What product opportunities do you see with AI?

For us, again as a platform company, we have so many opportunities to advance and help. It’s really listening to the market. What we are hearing from caregivers and business operations associates is that supply chain becomes a huge issue. We saw human capital management evolve and the role of chief human resources officer created around the country, and we expect to see more senior executive supply chain personnel taking roles in the strategy of the organization.

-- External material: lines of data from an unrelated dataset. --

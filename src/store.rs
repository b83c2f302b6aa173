/*!
 * Persistent key-value store backed by a JSON file
 */

use std::fs;
use std::path::{Path, PathBuf};

use serde::de::DeserializeOwned;
use serde::Serialize;
use serde_json::{Map, Value};
use tracing::debug;

use crate::error::{Result, ResultExt};

/// Default location of the store: `<config dir>/glm/config.json`
pub fn default_store_path() -> PathBuf {
    dirs::config_dir()
        .unwrap_or_else(|| PathBuf::from("~/.config"))
        .join("glm")
        .join("config.json")
}

/// A JSON object persisted to disk after every write
#[derive(Debug)]
pub struct ConfigStore {
    path: PathBuf,
    values: Map<String, Value>,
}

impl ConfigStore {
    /// Open the store at `path`, starting empty if the file doesn't exist
    pub fn open(path: impl Into<PathBuf>) -> Result<Self> {
        let path = path.into();
        let values = if path.exists() {
            let text = fs::read_to_string(&path).at_path(&path)?;
            if text.trim().is_empty() {
                Map::new()
            } else {
                match serde_json::from_str::<Value>(&text)? {
                    Value::Object(map) => map,
                    _ => crate::bail!(
                        Config,
                        "{} must contain a JSON object",
                        path.display()
                    ),
                }
            }
        } else {
            Map::new()
        };

        debug!("Opened config store {}", path.display());
        Ok(Self { path, values })
    }

    /// Path of the backing file
    pub fn path(&self) -> &Path {
        &self.path
    }

    /// Read `key` as `T`; a value of the wrong shape is a configuration error
    pub fn get<T: DeserializeOwned>(&self, key: &str) -> Result<Option<T>> {
        match self.values.get(key) {
            None | Some(Value::Null) => Ok(None),
            Some(value) => serde_json::from_value(value.clone())
                .map(Some)
                .map_err(|e| crate::error!(Config, "invalid value for `{}`: {}", key, e)),
        }
    }

    /// Store `value` under `key` and persist the store
    pub fn set<T: Serialize>(&mut self, key: &str, value: &T) -> Result<()> {
        self.values
            .insert(key.to_string(), serde_json::to_value(value)?);
        self.save()
    }

    /// Write the store through a temporary file renamed into place
    fn save(&self) -> Result<()> {
        if let Some(parent) = self.path.parent() {
            if !parent.as_os_str().is_empty() && !parent.exists() {
                fs::create_dir_all(parent).at_path(parent)?;
            }
        }

        let text = serde_json::to_string_pretty(&self.values)?;
        let tmp = self.path.with_extension("json.tmp");
        fs::write(&tmp, text).at_path(&tmp)?;
        fs::rename(&tmp, &self.path).at_path(&self.path)?;
        Ok(())
    }
}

We also see a huge need around real-time location services in contact tracing, to be able to efficiently understand where a diagnosed patient has been, what equipment they have touched, and where that equipment is at the moment. Apple and big tech companies are working on that for consumer. We have solutions, but more importantly, we need to continue to evolve that inside of the hospital system. It’s critical when you have something like COVID-19 or Ebola that you know where things are, whether they are usable, and who is coming in contact with them.

The pandemic seems to be accelerating the health system acquisitions that create sprawling regional or even national enterprises. How do you respond as your customers get bigger and move into business areas that don’t involve traditional hospital operations?

You respond by listening, even though that is a bit of an obvious answer. We also try to educate ourselves to become healthcare experts. We spend a lot of time talking to outside interests, outside experts, and trying to understand where we should push, advance, and lead through thoughts and action.

We saw two things advance during the pandemic. We saw not only telehealth and the inevitability of pushing healthcare out more directly into the community, but we also saw an evolved need for inpatient facilities. We had been moving away from that over the last decade as we attempted to decentralize healthcare, but all of a sudden, we saw this need to ramp up quickly.

As a software vendor, the key is flexibility. Are we making core investments in the things that we do well today? Are we making core investments in technologies that allow us to be flexible, like contact tracing and interoperability, things that allow us to move where healthcare is and to bring our solutions and services where our customers need them, not where we think we’ve designed them to operate? That’s a critical piece.

Do you have any final thoughts?

We hope that investors and users will give us the opportunity to display how a traditional ERP company can become central to a mission. It’s not enough to upgrade technology, create a better user look and feel, and deliver greater functionality in its traditional sense. We can be accretive to the broader picture of healthcare by providing this healthcare operations platform that helps balance out that ecosystem, works together with clinical, and advances the overall mission of the organization. That’s what Infor is looking to do, and we invite others to speak with us and give us that chance.